## Problem statement
Quote exactly the lines spanning from the top of the data below to the line that contains "fn align_up(addr: usize, alignment: usize)", including both.

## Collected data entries
_ _ _ _
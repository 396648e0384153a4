//! Raw OS region mapping, split by platform like the teacher's syscall module.
//!
//! `mmap`/`VirtualAlloc` only guarantee natural OS-page alignment, which can
//! be narrower than the `alignment` the caller actually needs (our pages are
//! much larger than 4KiB). Each platform's `allocate_region` therefore
//! over-allocates by `alignment` extra bytes and hands back both the raw
//! mapping (for freeing later, unrounded) and the `alignment`-rounded base a
//! caller can actually carve pages from.

fn align_up(addr: usize, alignment: usize) -> usize {
    (addr + alignment - 1) & !(alignment - 1)
}

#[cfg(unix)]
mod unix {
    use super::align_up;
    use libc::{c_void, mmap, munmap, MAP_ANONYMOUS, MAP_FAILED, MAP_PRIVATE, PROT_READ, PROT_WRITE};
    use std::ptr;

    /// Maps a fresh, zeroed region with at least `size` usable bytes
    /// starting at an `alignment`-aligned address. Returns
    /// `(raw_base, raw_size, aligned_base)`: `raw_base`/`raw_size` is the
    /// actual mapping, to be passed back to [`free_region`] unchanged;
    /// `aligned_base` is where the caller should start carving out
    /// `alignment`-aligned pages.
    ///
    /// # Safety
    /// `size` must be a multiple of the OS page size.
    pub unsafe fn allocate_region(size: usize, alignment: usize) -> Option<(*mut u8, usize, *mut u8)> {
        let raw_size = size + alignment;
        let ptr = mmap(
            ptr::null_mut(),
            raw_size,
            PROT_READ | PROT_WRITE,
            MAP_PRIVATE | MAP_ANONYMOUS,
            -1,
            0,
        );
        if ptr == MAP_FAILED {
            None
        } else {
            let raw_base = ptr as *mut u8;
            let aligned_base = align_up(raw_base as usize, alignment) as *mut u8;
            Some((raw_base, raw_size, aligned_base))
        }
    }

    /// Unmaps a region previously returned by [`allocate_region`].
    ///
    /// # Safety
    /// `ptr`/`size` must be the exact `raw_base`/`raw_size` pair
    /// [`allocate_region`] returned.
    pub unsafe fn free_region(ptr: *mut u8, size: usize) {
        munmap(ptr as *mut c_void, size);
    }
}

#[cfg(windows)]
mod windows {
    use super::align_up;
    use std::ptr;
    use windows_sys::Win32::System::Memory::{
        VirtualAlloc, VirtualFree, MEM_COMMIT, MEM_RELEASE, MEM_RESERVE, PAGE_READWRITE,
    };

    /// Maps a fresh, zeroed region with at least `size` usable bytes
    /// starting at an `alignment`-aligned address. Returns
    /// `(raw_base, raw_size, aligned_base)`, as in the unix implementation.
    ///
    /// # Safety
    /// `size` must be a multiple of the OS allocation granularity.
    pub unsafe fn allocate_region(size: usize, alignment: usize) -> Option<(*mut u8, usize, *mut u8)> {
        let raw_size = size + alignment;
        let ptr = VirtualAlloc(ptr::null_mut(), raw_size, MEM_COMMIT | MEM_RESERVE, PAGE_READWRITE);
        if ptr.is_null() {
            None
        } else {
            let raw_base = ptr as *mut u8;
            let aligned_base = align_up(raw_base as usize, alignment) as *mut u8;
            Some((raw_base, raw_size, aligned_base))
        }
    }

    /// Releases a region previously returned by [`allocate_region`].
    ///
    /// # Safety
    /// `ptr` must be the `raw_base` [`allocate_region`] returned.
    pub unsafe fn free_region(ptr: *mut u8, _size: usize) {
        // MEM_RELEASE requires size == 0; it frees the whole reservation,
        // keyed off the exact base VirtualAlloc returned.
        VirtualFree(ptr as *mut _, 0, MEM_RELEASE);
    }
}

#[cfg(unix)]
pub use unix::{allocate_region, free_region};
#[cfg(windows)]
pub use windows::{allocate_region, free_region};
_ _ _ _
## Answer box
repository 396648e0384153a4
//! Raw OS region mapping, split by platform like the teacher's syscall module.
//!
//! `mmap`/`VirtualAlloc` only guarantee natural OS-page alignment, which can
//! be narrower than the `alignment` the caller actually needs (our pages are
//! much larger than 4KiB). Each platform's `allocate_region` therefore
//! over-allocates by `alignment` extra bytes and hands back both the raw
//! mapping (for freeing later, unrounded) and the `alignment`-rounded base a
//! caller can actually carve pages from.

fn align_up(addr: usize, alignment: usize) -> usize {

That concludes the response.